Categorization Engine: Main challenges of applying ML and AI
In the process of helping its customers deal with the new variety and volatility of data sources, CRIF has come across some common concerns to think about when considering a new ML classification project. Here are some of them:
How much data is needed to create a categorization engine?
This is the most frequently asked question, and the answer is not straightforward because it depends on many factors, and given that the data the categorization process is working with is highly regulated, this makes things even more difficult.
In general, to create a categorization engine, the data sample must be “representative”:
- It should contain all the types of cases that need to be detected. For example, transaction data at the end of the year is completely different from a mid-year sample: pensions/salaries/mortgages/taxes have a natural internal periodicity that the model needs to capture.
- Transaction proportions must be properly sampled over the whole period you want to cover, as well as the amounts.
- It must cover the different types of customers that the bank has, so that the algorithm is not biased between high and low spending customers.
In order to ensure that the data to be used is promising, an initial statistical check is recommended to ensure that these requirements are met so that the engine performs as expected in each possible scenario.
How many transactions is a categorization engine able to enrich? What percentage of the results are correct?

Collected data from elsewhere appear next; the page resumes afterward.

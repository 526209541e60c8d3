//! The poll loop.
//!
//! Each cycle runs refresh, decode, encode and publish in that order, then
//! waits out the interval. The first failure ends the loop; there is no
//! retry. Whatever ends the loop, the sink is closed and the source is
//! disconnected before [`PollScheduler::run`] returns.

use std::time::Duration;
use tokio_util::sync::CancellationToken;
use tracing::{debug, info, warn};

use crate::Result;
use crate::decoder::TelemetryDecoder;
use crate::encoder::encode_now;
use crate::publisher::TelemetrySink;
use crate::source::TelemetrySource;

/// What a finished poll loop did.
#[derive(Debug, Clone, Copy, Default, PartialEq, Eq)]
pub struct PollSummary {
    /// Cycles that published a message.
    pub cycles: u64,
    /// Payload size of the last published message, excluding the terminator.
    pub last_message_bytes: usize,
}

/// Drives one source into one sink at a fixed interval.
#[derive(Debug, Clone)]
pub struct PollScheduler {
    interval: Duration,
    max_cycles: Option<u64>,
    decoder: TelemetryDecoder,
}

impl PollScheduler {
    pub fn new(interval: Duration) -> Self {
        Self { interval, max_cycles: None, decoder: TelemetryDecoder::new() }
    }

    /// Stop on its own after `cycles` published messages.
    pub fn with_max_cycles(mut self, cycles: u64) -> Self {
        self.max_cycles = Some(cycles);
        self
    }

    pub fn interval(&self) -> Duration {
        self.interval
    }

    /// Poll until cancelled, bounded, or failed.
    ///
    /// `source` must already be connected and `sink` open. Both are released
    /// on return, including on error.
    pub async fn run(
        &self,
        source: &mut dyn TelemetrySource,
        sink: &mut dyn TelemetrySink,
        cancel: &CancellationToken,
    ) -> Result<PollSummary> {
        info!(
            source = source.name(),
            sink = sink.name(),
            interval_secs = self.interval.as_secs_f64(),
            "Poll loop started"
        );

        let result = self.poll(source, sink, cancel).await;

        sink.close();
        if let Err(e) = source.disconnect().await {
            warn!("Failed to disconnect {} source: {}", source.name(), e);
        }

        match &result {
            Ok(summary) => info!(cycles = summary.cycles, "Poll loop stopped"),
            Err(e) => warn!("Poll loop failed: {}", e),
        }
        result
    }

    async fn poll(
        &self,
        source: &mut dyn TelemetrySource,
        sink: &mut dyn TelemetrySink,
        cancel: &CancellationToken,
    ) -> Result<PollSummary> {
        let mut summary = PollSummary::default();

        loop {
            if cancel.is_cancelled() {
                debug!("Cancelled before cycle {}", summary.cycles + 1);
                break;
            }
            if self.reached_limit(&summary) {
                break;
            }

            source.refresh().await?;
            let telemetry = self.decoder.decode(&*source)?;
            let message = encode_now(&telemetry);
            summary.last_message_bytes = sink.publish(&message)?;
            summary.cycles += 1;

            debug!(
                cycle = summary.cycles,
                bytes = summary.last_message_bytes,
                squawk = %telemetry.squawk_code,
                "Telemetry published"
            );

            if self.reached_limit(&summary) {
                debug!("Reached {} cycles", summary.cycles);
                break;
            }

            tokio::select! {
                _ = cancel.cancelled() => {
                    debug!("Cancelled during interval wait");
                    break;
                }
                _ = tokio::time::sleep(self.interval) => {}
            }
        }

        Ok(summary)
    }

    fn reached_limit(&self, summary: &PollSummary) -> bool {
        self.max_cycles.is_some_and(|max| summary.cycles >= max)
    }
}

#[cfg(test)]
mod tests {
    use super::*;
    use crate::BridgeError;
    use crate::source::SnapshotSource;
    use crate::test_utils::{FailingSource, RecordingSink, cruise_snapshot};

    async fn connected_cruise() -> SnapshotSource {
        let mut source = SnapshotSource::from_snapshot(cruise_snapshot());
        source.connect().await.unwrap();
        source
    }

    #[tokio::test(start_paused = true)]
    async fn cancellation_stops_after_current_cycle() {
        let cancel = CancellationToken::new();
        let mut source = connected_cruise().await;
        let mut sink = RecordingSink::cancelling_after(3, cancel.clone());
        let recorded = sink.clone();

        let summary = PollScheduler::new(Duration::from_secs(1))
            .run(&mut source, &mut sink, &cancel)
            .await
            .unwrap();

        assert_eq!(summary.cycles, 3);
        assert_eq!(recorded.messages().len(), 3);
        assert!(recorded.is_closed());
        assert!(!source.is_connected());
    }

    #[tokio::test(start_paused = true)]
    async fn cancelled_before_start_runs_no_cycle() {
        let cancel = CancellationToken::new();
        cancel.cancel();
        let mut source = connected_cruise().await;
        let mut sink = RecordingSink::new();
        let recorded = sink.clone();

        let summary = PollScheduler::new(Duration::from_secs(1))
            .run(&mut source, &mut sink, &cancel)
            .await
            .unwrap();

        assert_eq!(summary, PollSummary::default());
        assert!(recorded.messages().is_empty());
        assert!(recorded.is_closed());
    }

    #[tokio::test(start_paused = true)]
    async fn zero_cycle_limit_publishes_nothing() {
        let mut source = connected_cruise().await;
        let mut sink = RecordingSink::new();
        let recorded = sink.clone();

        let summary = PollScheduler::new(Duration::from_secs(1))
            .with_max_cycles(0)
            .run(&mut source, &mut sink, &CancellationToken::new())
            .await
            .unwrap();

        assert_eq!(summary.cycles, 0);
        assert!(recorded.messages().is_empty());
        assert!(recorded.is_closed());
        assert!(!source.is_connected());
    }

    #[tokio::test(start_paused = true)]
    async fn waits_the_interval_between_cycles() {
        let cancel = CancellationToken::new();
        let mut source = connected_cruise().await;
        let mut sink = RecordingSink::new();
        let started = tokio::time::Instant::now();

        let summary = PollScheduler::new(Duration::from_secs(10))
            .with_max_cycles(3)
            .run(&mut source, &mut sink, &cancel)
            .await
            .unwrap();

        assert_eq!(summary.cycles, 3);
        let elapsed = started.elapsed();
        assert!(elapsed >= Duration::from_secs(20) && elapsed < Duration::from_secs(21));
    }

    #[tokio::test(start_paused = true)]
    async fn cancel_during_wait_is_prompt() {
        let cancel = CancellationToken::new();
        let mut source = connected_cruise().await;
        let mut sink = RecordingSink::new();
        let recorded = sink.clone();

        let trigger = cancel.clone();
        tokio::spawn(async move {
            tokio::time::sleep(Duration::from_secs(30)).await;
            trigger.cancel();
        });

        let started = tokio::time::Instant::now();
        let summary = PollScheduler::new(Duration::from_secs(3600))
            .run(&mut source, &mut sink, &cancel)
            .await
            .unwrap();

        assert_eq!(summary.cycles, 1);
        assert_eq!(recorded.messages().len(), 1);
        assert!(started.elapsed() < Duration::from_secs(3600));
    }

    #[tokio::test(start_paused = true)]
    async fn failure_aborts_and_still_releases() {
        let cancel = CancellationToken::new();
        let mut source = FailingSource::new();
        let mut sink = RecordingSink::new();
        let recorded = sink.clone();

        let result = PollScheduler::new(Duration::from_secs(1))
            .run(&mut source, &mut sink, &cancel)
            .await;

        assert!(matches!(result, Err(BridgeError::Decode { .. })));
        assert!(recorded.messages().is_empty());
        assert!(recorded.is_closed());
        assert!(source.was_disconnected());
    }

    #[tokio::test(start_paused = true)]
    async fn publishes_decoded_snapshot() {
        let cancel = CancellationToken::new();
        let mut source = connected_cruise().await;
        let mut sink = RecordingSink::new();
        let recorded = sink.clone();

        let summary = PollScheduler::new(Duration::from_secs(1))
            .with_max_cycles(1)
            .run(&mut source, &mut sink, &cancel)
            .await
            .unwrap();

        let message = &recorded.messages()[0];
        assert_eq!(message.aircraft.squawk, "1200");
        assert_eq!(message.aircraft.speed.indicated_airspeed, 250);
        assert_eq!(message.aircraft.g_force, 1.0);
        assert_eq!(summary.last_message_bytes, message.to_json().unwrap().len() * 2);
    }
}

The evaluation of performance is essential for the continuous improvement of the categorization engine. Therefore, CRIF put a lot of effort into studying and defining state-of-the-art metrics to inspect every corner of the system’s algorithm, presenting a summary of the most important metrics for multiclass classification problems to the scientific community (for more information, see the CRIF paper Metrics for Multiclass Classification: an Overview) and developing accountability tools to study the algorithm.
Among all the metrics, the two most important KPIs from a business perspective are Coverage and Accuracy:
- Model Coverage is the percentage of transactions that can be classified by the model: the Coverage level is normally higher than 95% and is measured using the most recent production data. The transactions that cannot be categorized are mostly those for which the description and other fields leveraged by the categorization engine are empty or simply filled with casual strings or series of numbers.
- Model Accuracy is the percentage of transactions classified in the most appropriate category included in the Taxonomy. The CRIF Categorization Engine Accuracy level is higher than 90% and is also measured using the most recent production data. It’s important to remember that a realistic top performance value is around 93%-94% due to the ambiguous nature of the data used by the model.
Does a categorization engine require maintenance?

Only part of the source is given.